Segment Open

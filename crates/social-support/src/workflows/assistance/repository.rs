use std::fs::{File, OpenOptions};
use std::io::BufWriter;
use std::path::{Path, PathBuf};
use std::sync::Mutex;

use serde::{Deserialize, Serialize};

use super::domain::{ApplicationId, MismatchField};
use super::eligibility::EligibilityAssessment;
use super::record::ApplicationRecord;
use super::recommendation::RecommendationOutcome;
use super::validation::ValidationReport;

impl ApplicationRecord {
    pub fn status_view(&self) -> ApplicationStatusView {
        ApplicationStatusView {
            application_id: self.application_id.clone(),
            status: self.status.label(),
            stage: None,
            message: self.outcome_message(),
            eligible: self.eligibility().map(EligibilityAssessment::eligible),
            confidence: self.eligibility().and_then(EligibilityAssessment::confidence),
        }
    }

    /// Full outcome for API responses. Personal values are limited to what the applicant
    /// submitted; document payloads are never included.
    pub fn outcome_view(&self) -> ApplicationOutcomeView {
        ApplicationOutcomeView {
            status: self.status_view(),
            mismatches: self
                .mismatches()
                .map(|fields| fields.iter().map(|field| field.label()).collect())
                .unwrap_or_default(),
            mismatch_fields: self.mismatches().map(<[MismatchField]>::to_vec),
            validation: self.validation().cloned(),
            eligibility: self.eligibility().cloned(),
            narrative: self.narrative().map(str::to_string),
            recommendations: self.recommendations().cloned(),
        }
    }

    pub fn ledger_row(&self) -> LedgerRow {
        let extracted = self.extracted();
        LedgerRow {
            identity_number: self.identity_number().to_string(),
            name: self.declared.name.clone(),
            phone: self.declared.phone.clone(),
            address: self.declared.address.clone(),
            dependents: self.declared.dependents,
            submitted_income: self.declared.monthly_income,
            submitted_loans: self.declared.monthly_debt_service,
            extracted_income: extracted.monthly_income,
            extracted_loans: extracted.monthly_debt_service,
        }
    }
}

/// Storage abstraction so the service can be exercised in isolation.
pub trait ApplicationRepository: Send + Sync {
    fn insert(&self, record: ApplicationRecord) -> Result<ApplicationRecord, RepositoryError>;
    fn fetch(&self, id: &ApplicationId) -> Result<Option<ApplicationRecord>, RepositoryError>;
    fn list(&self, limit: usize) -> Result<Vec<ApplicationRecord>, RepositoryError>;
}

#[derive(Debug, thiserror::Error)]
pub enum RepositoryError {
    #[error("record already exists")]
    Conflict,
    #[error("record not found")]
    NotFound,
    #[error("repository unavailable: {0}")]
    Unavailable(String),
}

/// Compact status exposed while polling.
#[derive(Debug, Clone, Serialize)]
pub struct ApplicationStatusView {
    pub application_id: ApplicationId,
    pub status: &'static str,
    #[serde(skip_serializing_if = "Option::is_none")]
    pub stage: Option<&'static str>,
    pub message: String,
    #[serde(skip_serializing_if = "Option::is_none")]
    pub eligible: Option<bool>,
    #[serde(skip_serializing_if = "Option::is_none")]
    pub confidence: Option<f64>,
}

#[derive(Debug, Clone, Serialize)]
pub struct ApplicationOutcomeView {
    #[serde(flatten)]
    pub status: ApplicationStatusView,
    pub mismatches: Vec<&'static str>,
    #[serde(skip)]
    pub mismatch_fields: Option<Vec<MismatchField>>,
    #[serde(skip_serializing_if = "Option::is_none")]
    pub validation: Option<ValidationReport>,
    #[serde(skip_serializing_if = "Option::is_none")]
    pub eligibility: Option<EligibilityAssessment>,
    #[serde(skip_serializing_if = "Option::is_none")]
    pub narrative: Option<String>,
    #[serde(skip_serializing_if = "Option::is_none")]
    pub recommendations: Option<RecommendationOutcome>,
}

/// One row per processed application, in ledger column order.
#[derive(Debug, Clone, PartialEq, Serialize, Deserialize)]
pub struct LedgerRow {
    pub identity_number: String,
    pub name: String,
    pub phone: String,
    pub address: String,
    pub dependents: u32,
    pub submitted_income: f64,
    pub submitted_loans: f64,
    pub extracted_income: f64,
    pub extracted_loans: f64,
}

/// Append-only sink for processed applications.
pub trait ApplicationLedger: Send + Sync {
    fn append(&self, row: &LedgerRow) -> Result<(), RepositoryError>;
}

/// Ledger backed by a CSV file; the header is written only when the file is new or empty.
pub struct CsvApplicationLedger {
    path: PathBuf,
    writer: Mutex<csv::Writer<BufWriter<File>>>,
}

impl CsvApplicationLedger {
    pub fn open(path: impl AsRef<Path>) -> Result<Self, RepositoryError> {
        let path = path.as_ref().to_path_buf();
        if let Some(parent) = path.parent().filter(|dir| !dir.as_os_str().is_empty()) {
            std::fs::create_dir_all(parent).map_err(unavailable)?;
        }

        let file = OpenOptions::new()
            .create(true)
            .append(true)
            .open(&path)
            .map_err(unavailable)?;
        let has_content = file.metadata().map_err(unavailable)?.len() > 0;

        let writer = csv::WriterBuilder::new()
            .has_headers(!has_content)
            .from_writer(BufWriter::new(file));

        Ok(Self {
            path,
            writer: Mutex::new(writer),
        })
    }

    pub fn path(&self) -> &Path {
        &self.path
    }
}

impl ApplicationLedger for CsvApplicationLedger {
    fn append(&self, row: &LedgerRow) -> Result<(), RepositoryError> {
        let mut writer = self
            .writer
            .lock()
            .map_err(|_| RepositoryError::Unavailable("ledger lock poisoned".to_string()))?;
        writer.serialize(row).map_err(unavailable)?;
        writer.flush().map_err(unavailable)
    }
}

fn unavailable(err: impl std::fmt::Display) -> RepositoryError {
    RepositoryError::Unavailable(err.to_string())
}

#[cfg(test)]
mod tests {
    use super::*;

    fn row(identity: &str) -> LedgerRow {
        LedgerRow {
            identity_number: identity.to_string(),
            name: "Ali Hassan".to_string(),
            phone: "0501234567".to_string(),
            address: "Villa 12, Al Barsha, Dubai".to_string(),
            dependents: 3,
            submitted_income: 3000.0,
            submitted_loans: 0.0,
            extracted_income: 3050.0,
            extracted_loans: 0.0,
        }
    }

    #[test]
    fn ledger_writes_header_once_across_reopens() {
        let dir = tempfile::tempdir().expect("tempdir");
        let path = dir.path().join("ledger").join("applications.csv");

        let ledger = CsvApplicationLedger::open(&path).expect("ledger opens");
        ledger.append(&row("784198512345671")).expect("first row");
        drop(ledger);

        let ledger = CsvApplicationLedger::open(&path).expect("ledger reopens");
        ledger.append(&row("784199012345672")).expect("second row");

        let contents = std::fs::read_to_string(&path).expect("ledger readable");
        let lines: Vec<&str> = contents.lines().collect();
        assert_eq!(lines.len(), 3);
        assert!(lines[0].starts_with("identity_number,name,phone,address,dependents"));
        assert_eq!(
            contents.matches("identity_number").count(),
            1,
            "header repeated: {contents}"
        );

        let mut reader = csv::Reader::from_path(&path).expect("csv reader");
        let rows: Vec<LedgerRow> = reader
            .deserialize()
            .collect::<Result<_, _>>()
            .expect("rows deserialize");
        assert_eq!(rows[1].identity_number, "784199012345672");
        assert_eq!(rows[0].extracted_income, 3050.0);
    }
}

Segment Closed

Select every line of the material above holding the word "confidence" and copy it.

            confidence: self.eligibility().and_then(EligibilityAssessment::confidence),
    pub confidence: Option<f64>,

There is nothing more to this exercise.